*Prompt*
Check every line of the material for the word "state". Copy those that have it.

*Provided records*
//! Unix-socket listener that turns connections into messages.
//!
//! Binds a Unix stream socket and accepts one connection at a time.  Each
//! connection carries exactly one JSON value, which is decoded into `M` and
//! forwarded into a [`mpsc`] channel.
//!
//! # Wire format
//!
//! ```json
//! {"ID":"term","Definition":{"Position":0,"Cmd":"kitty","WindowWidth":200,"WindowHeight":100}}
//! ```

use log::{debug, error, info, warn};
use serde::de::DeserializeOwned;
use serde::Deserialize;
use std::marker::PhantomData;
use std::os::unix::net::{UnixListener, UnixStream};
use std::path::{Path, PathBuf};
use std::sync::atomic::{AtomicBool, Ordering};
use std::sync::{mpsc, Arc};

/// Listens on a Unix stream socket for JSON-encoded `M` messages.
///
/// Connections are served sequentially.  A connection that fails to read
/// or decode is dropped and the listener moves on to the next one.
pub struct UnixSocketListener<M> {
    path: PathBuf,
    stop: Arc<AtomicBool>,
    _message: PhantomData<fn() -> M>,
}

/// Errors produced by the Unix socket listener.
#[derive(Debug, thiserror::Error)]
pub enum UnixSocketError {
    #[error("io error: {0}")]
    Io(#[from] std::io::Error),
    #[error("json parse error: {0}")]
    Json(#[from] serde_json::Error),
}

impl From<UnixSocketError> for crate::error::Error {
    fn from(e: UnixSocketError) -> Self {
        match e {
            UnixSocketError::Io(e) => crate::error::Error::Transport(e),
            UnixSocketError::Json(e) => crate::error::Error::Transport(e.into()),
        }
    }
}

impl<M: DeserializeOwned> UnixSocketListener<M> {
    /// Create a listener for `path`.
    ///
    /// The socket file is created when [`run`](UnixSocketListener::run) is
    /// called and removed when it returns.
    pub fn new(path: impl AsRef<Path>) -> Self {
        Self {
            path: path.as_ref().to_path_buf(),
            stop: Arc::new(AtomicBool::new(false)),
            _message: PhantomData,
        }
    }

    /// The filesystem path of the socket.
    pub fn path(&self) -> &Path {
        &self.path
    }

    /// A handle that stops the listener; see [`StopHandle::stop`].
    pub fn stop_handle(&self) -> StopHandle {
        StopHandle {
            path: self.path.clone(),
            stop: Arc::clone(&self.stop),
        }
    }

    /// Bind the socket and start accepting connections.
    ///
    /// This method **blocks** until stopped or until `sink` is closed.  Run
    /// it on a dedicated thread.
    pub fn run(&mut self, sink: mpsc::Sender<M>) -> Result<(), UnixSocketError> {
        // Remove stale socket if present.
        let _ = std::fs::remove_file(&self.path);

        let listener = UnixListener::bind(&self.path)?;
        info!("listening on {}", self.path.display());

        for stream in listener.incoming() {
            if self.stop.load(Ordering::SeqCst) {
                info!("stop requested, shutting down");
                break;
            }
            match stream {
                Ok(stream) => match read_message::<M>(stream) {
                    Ok(msg) => {
                        if sink.send(msg).is_err() {
                            info!("sink closed, shutting down");
                            break;
                        }
                    }
                    Err(e) => warn!("dropping connection: {}", e),
                },
                Err(e) => {
                    error!("accept error: {}", e);
                }
            }
        }

        let _ = std::fs::remove_file(&self.path);
        Ok(())
    }
}

fn read_message<M: DeserializeOwned>(stream: UnixStream) -> Result<M, UnixSocketError> {
    debug!("client connected");
    let mut de = serde_json::Deserializer::from_reader(stream);
    Ok(M::deserialize(&mut de)?)
}

/// Stops a running [`UnixSocketListener`] from another thread.
#[derive(Debug, Clone)]
pub struct StopHandle {
    path: PathBuf,
    stop: Arc<AtomicBool>,
}

impl StopHandle {
    /// Raise the stop flag and wake the accept loop with an empty
    /// connection.  The listener exits before handling anything else.
    pub fn stop(&self) {
        self.stop.store(true, Ordering::SeqCst);
        if let Err(e) = UnixStream::connect(&self.path) {
            debug!("wake-up connect to {} failed: {}", self.path.display(), e);
        }
    }
}

#[cfg(test)]
mod tests {
    use super::*;
    use crate::scratch::{ToggleRequest, WireDefinition};
    use std::io::Write;
    use std::sync::atomic::AtomicU32;
    use std::time::Duration;

    /// Monotonic counter to generate unique socket paths per test.
    static TEST_ID: AtomicU32 = AtomicU32::new(0);

    fn tmp_socket_path() -> PathBuf {
        let id = TEST_ID.fetch_add(1, Ordering::SeqCst);
        std::env::temp_dir().join(format!("sway-reflex-test-{}-{}.sock", std::process::id(), id))
    }

    fn spawn_listener(
        path: &Path,
    ) -> (
        mpsc::Receiver<ToggleRequest>,
        StopHandle,
        std::thread::JoinHandle<()>,
    ) {
        let (tx, rx) = mpsc::channel();
        let mut listener = UnixSocketListener::<ToggleRequest>::new(path);
        let stop = listener.stop_handle();
        let handle = std::thread::spawn(move || {
            let _ = listener.run(tx);
        });
        // Give the listener a moment to bind.
        std::thread::sleep(Duration::from_millis(150));
        (rx, stop, handle)
    }

    fn request(id: &str) -> ToggleRequest {
        ToggleRequest {
            id: id.into(),
            definition: WireDefinition {
                position: 0,
                cmd: "kitty".into(),
                window_width: 200,
                window_height: 100,
            },
        }
    }

    #[test]
    fn one_message_per_connection() {
        let path = tmp_socket_path();
        let (rx, stop, handle) = spawn_listener(&path);

        for id in ["a", "b"] {
            let mut stream = UnixStream::connect(&path).expect("connect");
            serde_json::to_writer(&mut stream, &request(id)).unwrap();
            stream.shutdown(std::net::Shutdown::Write).unwrap();
        }

        let first = rx.recv_timeout(Duration::from_secs(2)).unwrap();
        let second = rx.recv_timeout(Duration::from_secs(2)).unwrap();
        assert_eq!(first, request("a"));
        assert_eq!(second, request("b"));

        stop.stop();
        handle.join().unwrap();
        assert!(!path.exists());
    }

    #[test]
    fn malformed_json_does_not_crash() {
        let path = tmp_socket_path();
        let (rx, stop, handle) = spawn_listener(&path);

        {
            let mut stream = UnixStream::connect(&path).expect("connect");
            writeln!(stream, "not json at all").unwrap();
        }
        {
            let mut stream = UnixStream::connect(&path).expect("connect");
            serde_json::to_writer(&mut stream, &request("ok")).unwrap();
        }

        let got = rx.recv_timeout(Duration::from_secs(2)).unwrap();
        assert_eq!(got.id, "ok");
        assert!(rx.try_recv().is_err());

        stop.stop();
        handle.join().unwrap();
    }

    #[test]
    fn stale_socket_file_is_replaced() {
        let path = tmp_socket_path();
        std::fs::write(&path, b"stale").unwrap();
        let (rx, stop, handle) = spawn_listener(&path);

        let mut stream = UnixStream::connect(&path).expect("connect");
        serde_json::to_writer(&mut stream, &request("fresh")).unwrap();
        drop(stream);

        assert_eq!(rx.recv_timeout(Duration::from_secs(2)).unwrap().id, "fresh");
        stop.stop();
        handle.join().unwrap();
    }

    #[test]
    fn closed_sink_stops_listener() {
        let path = tmp_socket_path();
        let (rx, _stop, handle) = spawn_listener(&path);
        drop(rx);

        let mut stream = UnixStream::connect(&path).expect("connect");
        serde_json::to_writer(&mut stream, &request("x")).unwrap();
        drop(stream);

        handle.join().unwrap();
    }
}
//! Commands and types used throughout sway-reflex.
//!
//! This module defines the vocabulary that all components share:
//! [`WmCommand`] describes every command the daemons send to the window
//! manager, [`WmEvent`] every event they react to, and [`ContainerNode`] /
//! [`WorkspaceInfo`] / [`OutputInfo`] provide read-only snapshots of the
//! window manager's state.
//!
//! Nothing here talks to sway directly; the adapters in
//! [`sway`](crate::sway) translate to and from these types.

use crate::geometry::Shape;
use std::fmt;

/// Split orientation of a container.
#[derive(Debug, Clone, Copy, PartialEq, Eq, Hash)]
pub enum Orientation {
    Horizontal,
    Vertical,
    /// Leaf windows, tabbed/stacked containers and anything else that is not
    /// a plain split.
    None,
}

impl Orientation {
    /// The sway layout command that produces this orientation.
    fn split_command(self) -> &'static str {
        match self {
            Orientation::Vertical => "splitv",
            Orientation::Horizontal | Orientation::None => "splith",
        }
    }
}

/// Axis-aligned rectangle in the compositor's global coordinate space.
#[derive(Debug, Clone, Copy, PartialEq, Eq, Default)]
pub struct Rect {
    pub x: i32,
    pub y: i32,
    pub width: i32,
    pub height: i32,
}

/// What a [`ContainerNode`] represents.
#[derive(Debug, Clone, Copy, PartialEq, Eq, Hash)]
pub enum NodeKind {
    /// A tiled window or split container.
    Container,
    Workspace,
    FloatingContainer,
    /// Root, outputs, dock areas.
    Other,
}

/// Read-only snapshot of a node in the window manager's container tree.
#[derive(Debug, Clone, PartialEq, Eq)]
pub struct ContainerNode {
    pub id: i64,
    pub kind: NodeKind,
    pub name: Option<String>,
    pub rect: Rect,
    pub orientation: Orientation,
    pub focused: bool,
    /// Process id of the client owning the window, if any.
    pub pid: Option<u32>,
    pub app_id: Option<String>,
    /// Tiled children.
    pub children: Vec<ContainerNode>,
    pub floating_children: Vec<ContainerNode>,
}

impl ContainerNode {
    /// Depth-first search over tiled and floating children, including
    /// `self`.
    pub fn find(&self, predicate: impl Fn(&ContainerNode) -> bool + Copy) -> Option<&ContainerNode> {
        if predicate(self) {
            return Some(self);
        }
        self.children
            .iter()
            .chain(self.floating_children.iter())
            .find_map(|child| child.find(predicate))
    }

    /// The node that currently has keyboard focus.
    pub fn find_focused(&self) -> Option<&ContainerNode> {
        self.find(|n| n.focused)
    }

    /// The workspace node with the given name.
    pub fn find_workspace(&self, name: &str) -> Option<&ContainerNode> {
        self.find(|n| n.kind == NodeKind::Workspace && n.name.as_deref() == Some(name))
    }

    /// Tiled children that are containers (windows or splits).
    pub fn container_children(&self) -> impl Iterator<Item = &ContainerNode> {
        self.children
            .iter()
            .filter(|n| n.kind == NodeKind::Container)
    }
}

/// Workspace as reported by the window manager's workspace list.
#[derive(Debug, Clone, PartialEq, Eq)]
pub struct WorkspaceInfo {
    pub num: i32,
    pub name: String,
    pub focused: bool,
    /// Name of the output the workspace is currently shown on.
    pub output: String,
}

/// Pixel geometry of a monitor as reported by the window manager.
#[derive(Debug, Clone, PartialEq, Eq)]
pub struct OutputInfo {
    /// Unique name the window manager uses for this monitor (e.g. `"DP-1"`).
    pub name: String,
    pub rect: Rect,
    pub active: bool,
}

/// Physical size of a monitor as reported by the display server.
#[derive(Debug, Clone, PartialEq, Eq)]
pub struct PhysicalSize {
    pub name: String,
    pub width_mm: i32,
    pub height_mm: i32,
}

/// Kinds of window change the daemons distinguish.
#[derive(Debug, Clone, Copy, PartialEq, Eq)]
pub enum WindowChange {
    New,
    Close,
    Focus,
    Move,
    Floating,
    Other,
}

/// Every window-manager event the daemons subscribe to.
///
/// Produced by [`EventSource`](crate::traits::EventSource) implementations.
/// Consumers `match` on the variant; kinds a consumer does not care about
/// fall through to an explicit no-op arm.
#[derive(Debug, Clone, PartialEq)]
pub enum WmEvent {
    /// A window changed.  The container snapshot is informational only;
    /// handlers re-query the tree because events may lag behind state.
    Window {
        change: WindowChange,
        container: Box<ContainerNode>,
    },
    /// Workspace focus/creation/move; the output arrangement may have changed.
    Workspace,
    /// A key binding fired with the given command string.
    Binding { command: String },
}

/// Autogap participation switch carried by a `reflex:` binding.
///
/// Bind it in the sway config with e.g.
/// `bindsym $mod+g nop reflex:toggle_current`.
#[derive(Debug, Clone, Copy, PartialEq, Eq)]
pub enum BindingAction {
    ToggleCurrent,
    EnableCurrent,
    DisableCurrent,
}

/// Namespace prefix that marks a binding command as ours.
pub const BINDING_NAMESPACE: &str = "reflex:";

impl BindingAction {
    /// Parse a binding command.  Returns `None` for bindings outside the
    /// `reflex:` namespace or with an unknown action.
    pub fn parse(command: &str) -> Option<Self> {
        if !command.contains(BINDING_NAMESPACE) {
            return None;
        }
        if command.contains("disable_current") {
            Some(BindingAction::DisableCurrent)
        } else if command.contains("enable_current") {
            Some(BindingAction::EnableCurrent)
        } else if command.contains("toggle_current") {
            Some(BindingAction::ToggleCurrent)
        } else {
            None
        }
    }
}

/// Every command the daemons send to the window manager.
///
/// The [`Display`](fmt::Display) impl renders the exact sway command string.
#[derive(Debug, Clone, PartialEq, Eq)]
pub enum WmCommand {
    /// Set outer gaps on the current workspace.  Negative values are sent
    /// as `0`.
    SetGaps { horizontal: i32, vertical: i32 },
    /// Set the split orientation of a container.
    Split { con_id: i64, orientation: Orientation },
    /// Remove a redundant split container.
    SplitNone { con_id: i64 },
    /// Toggle the scratchpad window owned by `pid`.
    ShowScratchpad { pid: u32 },
    /// Install the startup rule that sends the first window of `pid` to the
    /// scratchpad and shows it.
    ScratchpadRule { pid: u32 },
    /// Resize and move the window owned by `pid`.
    Place { pid: u32, shape: Shape },
}

impl fmt::Display for WmCommand {
    fn fmt(&self, f: &mut fmt::Formatter<'_>) -> fmt::Result {
        match self {
            WmCommand::SetGaps {
                horizontal,
                vertical,
            } => write!(
                f,
                "gaps horizontal current set {}; gaps vertical current set {}",
                (*horizontal).max(0),
                (*vertical).max(0)
            ),
            WmCommand::Split {
                con_id,
                orientation,
            } => write!(f, "[con_id={}] {}", con_id, orientation.split_command()),
            WmCommand::SplitNone { con_id } => write!(f, "[con_id={}] split none", con_id),
            WmCommand::ShowScratchpad { pid } => write!(f, "[pid={}] scratchpad show", pid),
            WmCommand::ScratchpadRule { pid } => write!(
                f,
                "for_window [pid={}] move scratchpad; for_window [pid={}] scratchpad show",
                pid, pid
            ),
            WmCommand::Place { pid, shape } => write!(
                f,
                "[pid={}] resize set {} {}; [pid={}] move absolute position {} {}",
                pid, shape.width, shape.height, pid, shape.x, shape.y
            ),
        }
    }
}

*Task answer*
//! window manager's state.
    /// handlers re-query the tree because events may lag behind state.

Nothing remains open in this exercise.